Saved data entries
- Opening Delimiter -

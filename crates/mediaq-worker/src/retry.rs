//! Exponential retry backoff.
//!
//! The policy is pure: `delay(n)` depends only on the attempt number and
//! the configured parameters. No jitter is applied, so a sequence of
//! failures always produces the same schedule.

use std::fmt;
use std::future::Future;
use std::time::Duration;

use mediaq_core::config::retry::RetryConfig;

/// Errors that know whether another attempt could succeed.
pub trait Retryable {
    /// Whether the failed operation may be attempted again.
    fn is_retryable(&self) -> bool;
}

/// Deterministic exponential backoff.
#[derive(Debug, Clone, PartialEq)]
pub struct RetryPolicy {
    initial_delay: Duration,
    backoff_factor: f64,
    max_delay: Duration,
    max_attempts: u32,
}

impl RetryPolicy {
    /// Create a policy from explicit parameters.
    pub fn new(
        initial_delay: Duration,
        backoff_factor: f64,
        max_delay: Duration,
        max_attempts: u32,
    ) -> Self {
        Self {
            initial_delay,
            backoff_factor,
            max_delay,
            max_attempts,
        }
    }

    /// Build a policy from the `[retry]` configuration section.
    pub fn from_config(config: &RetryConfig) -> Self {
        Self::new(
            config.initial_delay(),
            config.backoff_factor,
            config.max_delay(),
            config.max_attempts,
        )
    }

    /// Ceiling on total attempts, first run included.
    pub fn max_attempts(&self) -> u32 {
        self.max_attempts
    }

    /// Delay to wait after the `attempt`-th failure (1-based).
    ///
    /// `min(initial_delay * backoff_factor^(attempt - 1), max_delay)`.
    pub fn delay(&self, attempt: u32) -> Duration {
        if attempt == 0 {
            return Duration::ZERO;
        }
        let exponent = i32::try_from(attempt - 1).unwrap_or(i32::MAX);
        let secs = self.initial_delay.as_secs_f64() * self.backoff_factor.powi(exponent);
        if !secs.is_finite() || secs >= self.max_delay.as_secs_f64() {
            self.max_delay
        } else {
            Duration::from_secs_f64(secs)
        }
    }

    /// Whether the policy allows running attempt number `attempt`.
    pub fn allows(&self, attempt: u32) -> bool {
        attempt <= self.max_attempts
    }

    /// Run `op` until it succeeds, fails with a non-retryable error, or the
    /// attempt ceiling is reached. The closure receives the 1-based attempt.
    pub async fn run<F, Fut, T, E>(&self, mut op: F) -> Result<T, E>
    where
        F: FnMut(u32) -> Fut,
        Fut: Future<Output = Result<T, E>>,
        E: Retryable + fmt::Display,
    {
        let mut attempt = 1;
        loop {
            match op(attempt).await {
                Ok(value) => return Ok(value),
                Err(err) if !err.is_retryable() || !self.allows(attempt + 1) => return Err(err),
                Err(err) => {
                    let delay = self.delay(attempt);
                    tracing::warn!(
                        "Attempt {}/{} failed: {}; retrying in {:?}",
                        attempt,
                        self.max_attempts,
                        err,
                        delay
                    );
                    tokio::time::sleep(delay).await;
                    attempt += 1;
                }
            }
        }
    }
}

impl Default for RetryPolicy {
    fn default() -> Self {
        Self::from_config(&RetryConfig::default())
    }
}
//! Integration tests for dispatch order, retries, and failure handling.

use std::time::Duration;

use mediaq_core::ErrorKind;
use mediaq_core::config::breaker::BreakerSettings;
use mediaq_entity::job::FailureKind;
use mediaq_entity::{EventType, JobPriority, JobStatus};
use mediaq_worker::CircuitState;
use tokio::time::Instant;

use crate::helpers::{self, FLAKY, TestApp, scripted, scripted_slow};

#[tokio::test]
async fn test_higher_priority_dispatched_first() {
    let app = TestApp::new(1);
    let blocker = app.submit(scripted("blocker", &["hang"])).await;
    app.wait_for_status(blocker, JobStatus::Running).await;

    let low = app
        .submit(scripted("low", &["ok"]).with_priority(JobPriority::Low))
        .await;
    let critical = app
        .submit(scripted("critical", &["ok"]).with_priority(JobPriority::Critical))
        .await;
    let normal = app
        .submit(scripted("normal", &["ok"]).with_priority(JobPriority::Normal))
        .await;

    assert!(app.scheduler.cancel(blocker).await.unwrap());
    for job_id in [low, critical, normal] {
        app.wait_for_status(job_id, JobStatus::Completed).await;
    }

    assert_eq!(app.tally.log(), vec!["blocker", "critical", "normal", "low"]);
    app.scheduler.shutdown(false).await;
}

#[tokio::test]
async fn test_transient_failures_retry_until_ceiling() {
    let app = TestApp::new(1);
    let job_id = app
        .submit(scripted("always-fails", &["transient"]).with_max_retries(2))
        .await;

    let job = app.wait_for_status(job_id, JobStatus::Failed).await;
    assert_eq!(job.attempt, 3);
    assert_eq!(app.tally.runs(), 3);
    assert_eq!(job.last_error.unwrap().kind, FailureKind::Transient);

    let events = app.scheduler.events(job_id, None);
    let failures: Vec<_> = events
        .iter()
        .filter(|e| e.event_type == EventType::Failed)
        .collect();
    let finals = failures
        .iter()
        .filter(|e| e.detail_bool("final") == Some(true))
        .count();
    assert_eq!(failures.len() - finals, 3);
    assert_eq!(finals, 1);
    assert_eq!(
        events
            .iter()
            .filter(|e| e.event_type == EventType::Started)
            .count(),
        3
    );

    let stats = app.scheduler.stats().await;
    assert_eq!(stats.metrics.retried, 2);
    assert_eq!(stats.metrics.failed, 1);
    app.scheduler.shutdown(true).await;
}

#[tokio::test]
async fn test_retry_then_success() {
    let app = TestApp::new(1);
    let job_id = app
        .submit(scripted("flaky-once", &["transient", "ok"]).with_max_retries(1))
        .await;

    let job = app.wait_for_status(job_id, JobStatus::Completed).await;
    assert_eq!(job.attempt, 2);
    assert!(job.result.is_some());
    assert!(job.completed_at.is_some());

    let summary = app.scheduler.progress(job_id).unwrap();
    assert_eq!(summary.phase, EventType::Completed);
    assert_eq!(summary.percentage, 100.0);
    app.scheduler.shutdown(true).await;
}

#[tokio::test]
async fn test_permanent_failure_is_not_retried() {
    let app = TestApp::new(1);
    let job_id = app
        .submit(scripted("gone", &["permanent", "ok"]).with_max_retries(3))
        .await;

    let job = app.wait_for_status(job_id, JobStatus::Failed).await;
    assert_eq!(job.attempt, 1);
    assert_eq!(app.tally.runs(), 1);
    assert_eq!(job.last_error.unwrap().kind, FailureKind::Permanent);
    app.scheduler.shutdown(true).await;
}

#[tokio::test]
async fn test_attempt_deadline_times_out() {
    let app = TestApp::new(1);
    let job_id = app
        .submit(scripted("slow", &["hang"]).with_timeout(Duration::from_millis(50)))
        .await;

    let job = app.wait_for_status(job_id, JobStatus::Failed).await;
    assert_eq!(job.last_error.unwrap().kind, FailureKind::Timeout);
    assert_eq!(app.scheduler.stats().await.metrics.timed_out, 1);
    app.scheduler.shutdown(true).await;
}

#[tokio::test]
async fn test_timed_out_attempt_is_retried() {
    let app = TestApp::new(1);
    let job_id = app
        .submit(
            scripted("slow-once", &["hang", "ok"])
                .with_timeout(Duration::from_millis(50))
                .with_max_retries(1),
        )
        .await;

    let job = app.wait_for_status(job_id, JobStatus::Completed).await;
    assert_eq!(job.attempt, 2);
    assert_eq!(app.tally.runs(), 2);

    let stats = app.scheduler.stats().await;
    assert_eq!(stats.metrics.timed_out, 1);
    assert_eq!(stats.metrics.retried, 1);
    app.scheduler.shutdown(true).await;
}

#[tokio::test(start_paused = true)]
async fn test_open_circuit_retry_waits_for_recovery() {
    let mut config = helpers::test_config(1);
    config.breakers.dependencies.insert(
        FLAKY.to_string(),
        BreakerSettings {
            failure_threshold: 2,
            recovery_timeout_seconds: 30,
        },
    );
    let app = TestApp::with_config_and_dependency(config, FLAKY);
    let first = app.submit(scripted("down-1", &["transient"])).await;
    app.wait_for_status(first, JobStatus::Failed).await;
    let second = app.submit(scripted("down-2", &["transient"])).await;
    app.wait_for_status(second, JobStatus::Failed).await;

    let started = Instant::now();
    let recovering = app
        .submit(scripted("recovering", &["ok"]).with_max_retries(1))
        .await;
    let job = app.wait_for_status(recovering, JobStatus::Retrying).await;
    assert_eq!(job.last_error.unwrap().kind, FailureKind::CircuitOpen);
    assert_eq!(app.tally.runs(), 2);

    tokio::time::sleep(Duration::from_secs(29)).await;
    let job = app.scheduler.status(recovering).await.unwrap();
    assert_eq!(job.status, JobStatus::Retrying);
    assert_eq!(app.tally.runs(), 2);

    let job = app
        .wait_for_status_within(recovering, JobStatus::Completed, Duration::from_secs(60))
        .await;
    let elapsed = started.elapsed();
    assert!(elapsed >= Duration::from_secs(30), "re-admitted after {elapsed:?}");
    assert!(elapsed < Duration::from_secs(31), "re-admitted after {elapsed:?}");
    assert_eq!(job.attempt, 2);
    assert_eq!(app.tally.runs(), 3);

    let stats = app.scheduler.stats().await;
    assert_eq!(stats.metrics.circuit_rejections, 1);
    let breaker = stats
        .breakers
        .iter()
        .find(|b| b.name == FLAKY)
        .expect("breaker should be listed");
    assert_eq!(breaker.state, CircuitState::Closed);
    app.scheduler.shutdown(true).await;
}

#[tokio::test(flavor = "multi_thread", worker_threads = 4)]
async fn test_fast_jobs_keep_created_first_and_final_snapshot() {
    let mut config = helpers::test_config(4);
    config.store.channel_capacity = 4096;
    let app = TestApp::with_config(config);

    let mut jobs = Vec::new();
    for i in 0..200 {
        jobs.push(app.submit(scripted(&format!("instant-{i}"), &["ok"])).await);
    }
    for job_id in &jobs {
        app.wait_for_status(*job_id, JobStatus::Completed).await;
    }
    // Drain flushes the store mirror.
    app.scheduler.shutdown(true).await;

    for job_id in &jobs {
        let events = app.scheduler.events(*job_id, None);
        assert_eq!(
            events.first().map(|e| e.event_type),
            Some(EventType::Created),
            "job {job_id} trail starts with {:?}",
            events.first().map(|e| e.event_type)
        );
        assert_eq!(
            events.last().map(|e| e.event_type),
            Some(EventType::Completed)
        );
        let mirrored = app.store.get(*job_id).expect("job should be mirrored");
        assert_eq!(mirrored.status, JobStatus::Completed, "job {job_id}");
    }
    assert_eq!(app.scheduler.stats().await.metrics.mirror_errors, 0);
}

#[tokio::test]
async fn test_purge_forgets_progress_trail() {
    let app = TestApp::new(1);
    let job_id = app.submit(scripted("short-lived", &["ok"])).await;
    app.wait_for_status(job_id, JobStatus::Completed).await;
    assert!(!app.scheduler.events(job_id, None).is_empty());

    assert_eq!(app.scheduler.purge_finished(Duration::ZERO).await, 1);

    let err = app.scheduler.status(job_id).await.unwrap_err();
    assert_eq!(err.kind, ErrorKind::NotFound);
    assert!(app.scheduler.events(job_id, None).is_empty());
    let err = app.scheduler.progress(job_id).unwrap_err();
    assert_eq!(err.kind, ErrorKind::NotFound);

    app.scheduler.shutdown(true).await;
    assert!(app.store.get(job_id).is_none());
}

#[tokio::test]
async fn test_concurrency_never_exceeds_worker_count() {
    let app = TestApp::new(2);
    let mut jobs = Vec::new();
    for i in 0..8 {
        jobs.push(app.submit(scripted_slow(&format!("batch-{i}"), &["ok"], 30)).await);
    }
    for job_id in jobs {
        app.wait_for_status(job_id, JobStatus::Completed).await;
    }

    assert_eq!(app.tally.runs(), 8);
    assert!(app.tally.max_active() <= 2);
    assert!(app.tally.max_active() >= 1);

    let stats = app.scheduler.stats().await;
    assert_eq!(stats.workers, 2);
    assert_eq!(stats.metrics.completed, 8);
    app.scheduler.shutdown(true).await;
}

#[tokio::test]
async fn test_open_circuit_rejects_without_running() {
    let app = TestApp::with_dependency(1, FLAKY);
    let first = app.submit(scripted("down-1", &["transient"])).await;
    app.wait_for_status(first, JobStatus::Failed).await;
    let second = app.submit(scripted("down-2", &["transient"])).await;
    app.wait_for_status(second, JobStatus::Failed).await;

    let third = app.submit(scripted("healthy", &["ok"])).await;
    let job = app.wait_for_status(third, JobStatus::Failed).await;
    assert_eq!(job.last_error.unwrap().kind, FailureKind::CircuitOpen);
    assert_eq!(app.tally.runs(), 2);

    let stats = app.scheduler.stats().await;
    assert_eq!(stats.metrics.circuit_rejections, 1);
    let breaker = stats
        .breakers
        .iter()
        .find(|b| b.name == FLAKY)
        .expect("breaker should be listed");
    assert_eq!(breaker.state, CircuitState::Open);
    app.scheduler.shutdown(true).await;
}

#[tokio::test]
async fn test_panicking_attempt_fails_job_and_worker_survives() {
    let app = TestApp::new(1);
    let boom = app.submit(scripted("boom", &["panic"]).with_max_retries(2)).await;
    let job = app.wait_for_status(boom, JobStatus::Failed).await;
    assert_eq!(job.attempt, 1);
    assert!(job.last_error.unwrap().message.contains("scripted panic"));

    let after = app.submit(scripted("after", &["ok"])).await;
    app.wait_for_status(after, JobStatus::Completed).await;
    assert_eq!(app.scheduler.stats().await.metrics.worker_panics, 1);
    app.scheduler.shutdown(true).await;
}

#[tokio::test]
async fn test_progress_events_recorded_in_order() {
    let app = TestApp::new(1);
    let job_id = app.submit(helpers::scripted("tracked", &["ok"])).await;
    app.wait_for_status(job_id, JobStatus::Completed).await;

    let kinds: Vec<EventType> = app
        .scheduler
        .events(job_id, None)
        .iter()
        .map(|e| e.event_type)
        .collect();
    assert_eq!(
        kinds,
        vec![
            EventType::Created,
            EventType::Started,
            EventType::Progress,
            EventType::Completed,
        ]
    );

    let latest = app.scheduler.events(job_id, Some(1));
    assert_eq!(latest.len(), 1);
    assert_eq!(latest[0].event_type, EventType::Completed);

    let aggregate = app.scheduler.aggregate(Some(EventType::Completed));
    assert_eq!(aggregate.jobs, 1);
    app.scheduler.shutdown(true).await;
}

- Closing Delimiter -

**EXERCISE PROMPT**
Word for word, repeat the data from its first line through the line with "pub trait Retryable", including both of those lines and no others.

**ANSWER AREA**
filename crates/mediaq-worker/src/retry.rs
//! Exponential retry backoff.
//!
//! The policy is pure: `delay(n)` depends only on the attempt number and
//! the configured parameters. No jitter is applied, so a sequence of
//! failures always produces the same schedule.

use std::fmt;
use std::future::Future;
use std::time::Duration;

use mediaq_core::config::retry::RetryConfig;

/// Errors that know whether another attempt could succeed.
pub trait Retryable {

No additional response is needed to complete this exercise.